Cuba se dispone a triplicar su pequeño sector privado para absorber a unos 500.000 empleados públicos que serán despedidos en los próximos seis meses para reducir el costo del Estado.

El gobierno comunista de la isla ha liberado además a decenas de presos políticos en el marco de un acuerdo con la Iglesia Católica.

Pero el presidente estadounidense, Barack Obama, dijo la semana pasada que dichos pasos no eran suficientes para justificar un mayor acercamiento entre ambos enemigos de la Guerra Fría.

"El presidente se equivoca al asumir que tiene derecho a inmiscuirse y al calificar los procesos que hoy tienen lugar en Cuba", dijo el canciller cubano, Bruno Rodríguez, ante la Asamblea General de la ONU en Nueva York.

Rodríguez, que defendió una moción de condena al embargo de Estados Unidos, explicó que las transformaciones económicas en Cuba pretenden actualizar el modelo económico de la isla y desarrollar el socialismo.

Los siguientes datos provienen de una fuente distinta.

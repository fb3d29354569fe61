use serde::{Deserialize, Serialize};

use super::Profile;

/// Market bracket the recommended capacity lands in.
#[derive(Debug, Serialize, Deserialize, Clone, Copy, PartialEq, Eq)]
pub enum MemoryTier {
    Budget,
    Mid,
    Premium,
}

impl MemoryTier {
    pub fn as_str(&self) -> &'static str {
        match self {
            Self::Budget => "budget",
            Self::Mid => "mid",
            Self::Premium => "premium",
        }
    }

    pub fn classify(recommended_gb: u32) -> Self {
        if recommended_gb > 32 {
            Self::Premium
        } else if recommended_gb > 8 {
            Self::Mid
        } else {
            Self::Budget
        }
    }
}

/// The engine's answer for one [`Profile`]. Recomputed fresh on every call;
/// nothing in here is ever mutated after construction.
#[derive(Debug, Serialize, Deserialize, Clone, PartialEq)]
pub struct SizingReport {
    /// Smallest tier that covers the raw estimate, clamped to the box maximum.
    pub minimum_safe_gb: u32,
    /// Tier covering the estimate plus headroom, clamped to the box maximum.
    pub recommended_gb: u32,
    /// Tier with room for future growth, clamped to the box maximum.
    pub growth_gb: u32,
    /// The unclamped recommended total passed the 128 GB practical ceiling.
    pub exceeds_capacity: bool,
    pub estimated_upgrade_cost_usd: f64,
    pub total_storage_gb: f64,
    pub usable_storage_gb: f64,
    pub memory_tier: MemoryTier,
    pub advisory_notes: Vec<String>,
}

/// A persisted (profile, report) pair as read back from the database.
#[derive(Debug, Clone)]
pub struct SavedEntry {
    pub id: i64,
    pub timestamp: String,
    pub profile: Profile,
    pub report: SizingReport,
}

"No se proponen complacer los deseos o satisfacer los intereses del gobierno de Estados Unidos, hasta hoy siempre opuestos a los del pueblo cubano", añadió.

La Asamblea votó este martes abrumadoramente, por decimonoveno año consecutivo, por el levantamiento del embargo económico.

Las relaciones entre Cuba y Estados Unidos mejoraron discretamente tras la elección de Obama, un demócrata que prometió relanzar los vínculos de Washington con la isla.

Obama eliminó restricciones para los viajes y envío de remesas de los exiliados cubanos en Estados Unidos, además de autorizar a empresas de telecomunicaciones a explorar negocios en Cuba.

Pero el acercamiento fue congelado tras el arresto en diciembre pasado en Cuba de un contratista estadounidense de quien La Habana sospecha de espionaje.

Cuba dice que Obama no ha hecho nada por eliminar el embargo comercial impuesto en 1962 para intentar asfixiar al Gobierno comunista de la isla, condenado por la abrumadora mayoría de la comunidad internacional.